A poesia sempre me pega de surpresa nas madrugadas. Acho que é nestas horas que ela anda por aí a nos espreitar pelos silêncios, pelas reflexões que chegam abraçadas à insônia. Quando o sono não vem – seja pela ansiedade por algo bom, seja pela preocupação com algo ruim – torno-me mais sensível aos sons, cores e acontecimentos comuns. E foi justo num desses dias pós-insônia que recebi o texto do escritor angolano José Eduardo Agualusa das mãos da professora Cristina. Nele, Agualusa dá voz ao escritor argentino José Luis Borges, falecido em 1986, tornando-se uma espécie de ‘médium’ e permitindo que Borges relate-nos como tem sido sua experiência no paraíso: “O Paraíso é pensar”, diz. O texto nos leva a uma reflexão sobre o mundo dos livros hoje e sobre a importância das pequenas editoras, com sua luta ingrata para que a literatura seja preservada.

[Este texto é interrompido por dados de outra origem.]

//! Simple line-oriented config files, parsed straight into a struct.
//!
//! Lineconf reads files made of `key value...` lines and sets the matching
//! field of a Rust struct, converting the values to the field's type. There
//! is no schema beyond the struct itself and no nesting beyond file
//! inclusion.
//!
//! ```ignore
//! use lineconf::Handlers;
//!
//! #[derive(Default)]
//! struct Config {
//!     port: i64,
//!     base_url: String,
//!     hosts: Vec<String>,
//! }
//!
//! lineconf::target!(Config { port, base_url, hosts });
//!
//! let mut config = Config { port: 8080, ..Default::default() };
//! lineconf::parse(&mut config, "/etc/myapp.conf", Handlers::new())?;
//! ```
//!
//! # File format
//!
//! ```text
//! # Comments start with a hash, also after a value.
//! port 8080
//! base-url http://example.com   # keys are matched to fields by name
//!
//! # Indented lines continue the previous line.
//! hosts
//!     arp242.net
//!     stackoverflow.com
//!
//! # A backslash escapes the next character: \#, \\ and "\ " are literal.
//! greeting hello\ \ world \#1
//!
//! # Splice in the lines of another file.
//! source /etc/myapp.d/extra.conf
//! ```
//!
//! Runs of whitespace separate values. Each line's first word is the key;
//! the rest are its values. See [`normalize`](mod@normalize) for the exact
//! rules.
//!
//! # From keys to fields
//!
//! Keys become upper camel case field names with common abbreviations in
//! capitals: `base-url` sets the field named `BaseURL`. Struct fields get the
//! same treatment, so `base_url` in Rust is `BaseURL` too. When no field has
//! that name the plural is tried, then the singular, so `host` fills a
//! `hosts` list and `keys` fills a `key` list. Unknown keys are an error.
//!
//! Rust has no runtime reflection; a struct lists its settable fields through
//! the [`Target`] trait, normally implemented with [`target!`]. A
//! `HashMap<String, Vec<String>>` is also a target and collects every key.
//!
//! # Converting values
//!
//! For each line the first applicable route is taken:
//!
//! 1. **Per-field callbacks** passed in [`Handlers`], keyed by field name.
//!    They get the whole target and the raw values.
//! 2. **Type handlers** in the [`Registry`], looked up by the field's type
//!    descriptor (`i64`, `Vec<String>`, `Regex`). All primitive types and
//!    `Vec`s of them are built in; more can be added with [`register`] or
//!    from the [`handlers`] modules.
//! 3. **`FromStr`**, for fields declared `parsed` or `parsed_list`.
//!
//! A field no route can handle fails the parse. Lines setting a `Vec` field
//! append to it, whether or not it is declared `list` in [`target!`]; lines
//! setting anything else replace the value.
//!
//! # The process-wide registry
//!
//! [`parse`] uses a registry shared by the whole process, set up with the
//! built-in handlers on first use. [`register`], [`unregister`] and
//! [`reset`] change it for every later parse. To keep a parse independent of
//! global state, build a [`Registry`] and call [`parse_with`].
//!
//! # Errors
//!
//! Parsing stops at the first bad line with a [`ParseError`] naming the file
//! and line the option came from:
//!
//! ```text
//! /etc/myapp.conf line 3: error parsing port: must have exactly one value (has: 2)
//! ```
//!
//! Fields set by earlier lines are not rolled back. Fields no line mentions
//! are left alone, so defaults can be set before parsing.
//!
//! # Finding the file
//!
//! [`find_config`] looks for a file name in `$XDG_CONFIG`, as a dotfile in
//! the home directory, in `/etc`, `/usr/local/etc`, `/usr/pkg/etc` and the
//! working directory, and returns the first one that exists.
//!
//! # Cargo features
//!
//! - `regex`, `url`, `decimal`: type handlers in [`handlers`] for `Regex`,
//!   `Url` and `Decimal`.
//! - `rich-errors`: derives `miette::Diagnostic` on [`ParseError`].

pub mod error;
pub mod handlers;
pub mod normalize;
pub mod types;

mod dispatch;
mod file;
mod parse;
mod registry;
mod resolve;
mod target;
mod validate;

#[cfg(test)]
mod fixtures;

pub use dispatch::{FieldHandler, Handlers};
pub use error::{BoxError, FieldError, ParseError, ValueError};
pub use file::{find_config, find_config_in};
pub use normalize::{LogicalLine, normalize, normalize_str};
pub use parse::{parse, parse_or_panic, parse_str, parse_with};
pub use registry::{
    Registry, TypeHandler, parse_bool, register, register_type, registered, reset, unregister,
};
pub use resolve::{field_name, pluralize, singularize};
pub use target::{Slot, Target, type_descriptor};
#[doc(hidden)]
pub use target::__private;
pub use types::{SearchPath, default_search_paths};
pub use validate::{Validator, validate_no_value, validate_single_value, validate_value_limit};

E termina: “A beleza é ingrata. E, contudo, é a beleza”. Diante daquele presente-poesia no meu primeiro dia de aulas em terras estrangeiras, deixei correr uma emoção aliviada. Aquela manifestação poética, para mim, era a confirmação de que eu estava há milhares de quilômetros da minha casa, da minha família, dos meus amigos e dos meus gatos, mas era exatamente onde eu deveria estar.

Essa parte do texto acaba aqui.